Polyarthrite rhumatoïde: 25 ans de suivi pour conclure que moins de 5 mg/ j de corticoïdes suffisent...
L'usage des glucocorticoïdes dans la PR est associé à un accroissement dose-dépendant des taux de mortalité. Les schémas actuels visent donc à réduire les doses mais jusqu'où peut-on descendre? La réponse avec cette étude impressionnante par sa durée, qui inclut 308 patients avec une polyarthrite rhumatoïde suivis pendant un quart de siècle...
Dans la polyarthrite rhumatoïde, une relation a été établie par le passé entre l'emploi des glucocorticoïdes (GC) et les événements cardiovasculaires. Du fait qu'ils sont un des piliers du traitement de la PR, en association au méthotrexate, beaucoup de travaux se sont attachés à faire le point sur cette potentielle toxicité, considérant aussi que la PR per se est associée à un risque accru de maladies cardiovasculaires. Le seuil de 8 mg/j a été proposé, au-delà duquel le risque de mortalité s'accroît significativement. Mais est-ce encore efficace sur le long terme et quel est l'impact sur l'emploi des DMARD's?

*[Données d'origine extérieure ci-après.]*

use anyhow::{bail, Context, Result};
use std::path::{Path, PathBuf};

use crate::conda::Conda;
use crate::hooks;
use crate::profile::{ExistingPolicy, Profile, ProfileBundle};

/// Runs the bootstrap pipeline: probe the package manager, register
/// channels, create the environment, resolve its root, install hooks.
/// Strictly sequential; the first failing step aborts the rest and leaves
/// whatever partial state the package manager produced.
pub struct Bootstrapper {
    profile: Profile,
    files_dir: Option<PathBuf>,
    conda: Conda,
}

impl Bootstrapper {
    pub fn new(bundle: ProfileBundle) -> Self {
        Self {
            profile: bundle.profile,
            files_dir: bundle.files_dir,
            conda: Conda::new(),
        }
    }

    pub fn with_conda(mut self, conda: Conda) -> Self {
        self.conda = conda;
        self
    }

    pub fn run(&self) -> Result<()> {
        let name = &self.profile.environment.name;

        println!("\n=== envstrap ===\n");
        println!("Bootstrapping environment '{}'...\n", name);

        self.conda.ensure_available()?;

        self.register_channels()?;
        let created = self.create_environment()?;
        let root = self.activate()?;
        self.install_hooks(&root)?;

        println!("\n=== Bootstrap Complete ===\n");
        if !created {
            println!("Environment existed; hooks were repaired.");
        }
        println!("Activate with: {} activate {}\n", self.conda.program(), name);

        Ok(())
    }

    fn register_channels(&self) -> Result<()> {
        for channel in &self.profile.channels {
            self.conda.add_channel(channel)?;
            println!("✓ Registered channel: {}", channel);
        }
        Ok(())
    }

    /// Returns false when creation was skipped under the repair policy
    fn create_environment(&self) -> Result<bool> {
        let name = &self.profile.environment.name;

        let spec = self.resolve(&self.profile.spec);
        if !spec.is_file() {
            bail!(
                "Dependency spec {} does not exist, cannot create environment '{}'",
                spec.display(),
                name
            );
        }

        if self.profile.on_existing == ExistingPolicy::Repair && self.conda.env_exists(name)? {
            println!("Environment '{}' already exists, skipping creation", name);
            return Ok(false);
        }

        self.conda.create_env(name, &spec)?;
        println!("✓ Created environment: {}", name);

        Ok(true)
    }

    /// The activation step. A child process cannot mutate its parent shell,
    /// so activation here means resolving the environment root and passing
    /// it forward explicitly.
    fn activate(&self) -> Result<PathBuf> {
        let name = &self.profile.environment.name;
        let root = self
            .conda
            .env_root(name)
            .with_context(|| format!("Failed to resolve root of environment '{}'", name))?;
        println!("✓ Environment root: {}", root.display());
        Ok(root)
    }

    fn install_hooks(&self, root: &Path) -> Result<()> {
        let activate = self.resolve(&self.profile.hooks.activate);
        let deactivate = self.resolve(&self.profile.hooks.deactivate);
        hooks::install_hooks(root, &activate, &deactivate)
    }

    /// Profile paths resolve against the bundle/profile directory when one
    /// exists, else against the current directory
    fn resolve(&self, path: &str) -> PathBuf {
        let path = Path::new(path);
        if path.is_absolute() {
            return path.to_path_buf();
        }
        match &self.files_dir {
            Some(base) => base.join(path),
            None => path.to_path_buf(),
        }
    }
}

Moins de 5 mg : efficace et sûr
Ce nouveau travail d'envergure1 a analysé les dossiers de 308 patients américains avec une polyarthrite rhumatoïde suivis pendant 25 ans. Toutes les dates de consultations, tous les traitements et tous les éléments d'appréciation de l'état des patients (score de douleur, mobilité, fonction physique ...) ont été analysés. De 5 en 5 ans, la dose moyenne quotidienne de prednisone a diminué, passant de 10,3 mg entre 1980-1984 à 6,5 (1985-1989), 5,1 (1990-1994), 4,1 (1995-1999) et 3,6 mg/ j (2000-2004). La dose initiale était > 5mg/ j chez respectivement 49, 16, 7, 7 et 3% des patients et <5 mg/ j chez 0, 4, 23, 67 et 86% des patients. La réduction des doses est allée de pair avec un usage plus important et plus précoce du méthotrexate chez 10, 26, 57, 71 et 78% des patients. Les plus hautes doses de méthotrexate ont commencé à être prescrites après 1990. Les patients ont continué à être traités par ces faibles doses de prednisone + hautes doses de MTX avec des effets secondaires (HTA, cataracte, diabète) chez moins de 10% des patients. Même s'il ne s'agit que d'une étude observationnelle, ces données suggèrent que la plupart des patients avec une PR peuvent être traités efficacement avec ces faibles doses de corticoïdes associées au méthotrexate.